Eastern Mennonite University

Using a Mentoring Approach to Teaching Students How to Plan, Design, Lead and Implement Spiritually Formative and Transformative Worship

Heidi Miller Yoder
1.5 scholarship practice hours

Project Dates:

Planning and Designing-Fall 2006 There were eight, one-and-a-half hour worshipful work sessions, scheduled throughout the fall with the students who participated. In addition, there were at least four, one-on-one sessions with students.

Leading and Implementing & Reflection-Winter 2007 This occurred in the time leading up to School for Leadership Training (SLT) and during SLT itself (January 15-18, 2007). Debriefing from School for Leadership Training happened on a one-on-one basis and in a group session on January 30, 2007

Summary:

This scholarship report falls into the category of practice. The specific purpose of these practice hours was to mentor a group of students who teamed with me in order to plan, design, implement and assist in leading worship for the School for Leadership Training in January of 2007. My hope was that the very nature of doing intentional, "hands on" work alongside of students will assist them to deepen their learning experience beyond the classroom setting while being attentive to the theological and contextual dimensions the "why" and "how" questions of worship.

Anticipated Outcomes:

As stated in my original proposal, the anticipated outcomes of this study were quite measurable: students will be taught via a mentoring approach in the area of worship, .worship will be planned and implemented for School for Leadership Training, a feature about mentoring will appear on the Seminary website and an article will be written for Leader. On another level, the outcome of this proposal is not as easily measured. The shift of place, awareness and function of Scripture having a lead place at the worship planning table called these students to intentionally craft the worship gathering with primary attention to how the worship gathering assists in evoking, embodying and enacting God's story.

Status of Project:

In large part, many of the anticipated outcomes were met in this scholarship practice: I met with the students (as a group) a total of eight times throughout the planning and designing process.

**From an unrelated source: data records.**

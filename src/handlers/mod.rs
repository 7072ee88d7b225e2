pub mod admin;
pub mod api;
pub mod health;
pub mod metrics;
pub mod middleware;

pub use admin::*;
pub use api::*;
pub use health::*;
pub use metrics::*;
pub use middleware::*;
use axum::{extract::State, http::StatusCode, response::Json};
use serde_json::{json, Value};
use std::sync::Arc;
use tracing::{instrument, warn};

use crate::services::VotingService;

/// Liveness plus the service's view of "today" and the cutoff
#[instrument(name = "health_check", skip(voting_service))]
pub async fn health_check(
    State(voting_service): State<Arc<VotingService>>,
) -> Result<Json<Value>, StatusCode> {
    let window = voting_service.window();

    Ok(Json(json!({
        "status": "healthy",
        "service": "lunchvote-rs",
        "version": env!("CARGO_PKG_VERSION"),
        "voting_date": voting_service.today().format(crate::models::VOTE_DATE_FORMAT).to_string(),
        "vote_cutoff": window.cutoff().format("%H:%M").to_string(),
        "timezone": window.timezone().to_string(),
        "timestamp": chrono::Utc::now().to_rfc3339()
    })))
}

/// Fallback for unmatched routes
pub async fn not_found() -> (StatusCode, Json<Value>) {
    warn!("No route matched");
    (
        StatusCode::NOT_FOUND,
        Json(json!({
            "error": "Not found",
            "timestamp": chrono::Utc::now().to_rfc3339()
        })),
    )
}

In addition I guided students in leading, implementing and reflecting on the various worship gatherings. I also gave time to deliberately debriefing students in the mentoring process. I did not complete an article about mentoring to date. I still plan to do this in the future.

Summary of Outcomes:

Students involved in this process reported that it was a "high caliber learning experience" in which they were enabled, ''to connect the reading to reality in a way that did not seem trivial," and ''take ownership of something that is a life-giving experience for others." The students stated that knowing they could trust me as a mentor was essential to the learning process. In order for deeper levels of learning to occur, I discovered that a mutual trust needed to form with the team at large. Furthermore, I continually worked at creating an intentional, informative, personal, communal, collaborative, innovative, truthful, relaxed atmosphere of learning. This did not happen on its own. We carefully noticed how the speaker she intended to build our understanding of "Christian practices" throughout the week. We connected this to planning for worship using a biblical narrative methodology. We deliberately and prayerfully chose and attended to four table stories that tapped into specific practices that are to occur within the congregation and extend into the world. Each of these biblical stories helped us shape the intent, movement, and flow of the respective worship gatherings. Through my experience of mentoring, I am discovering that deliberate, original, attentive, mature work in mentoring, requires a humble form of informed boldness.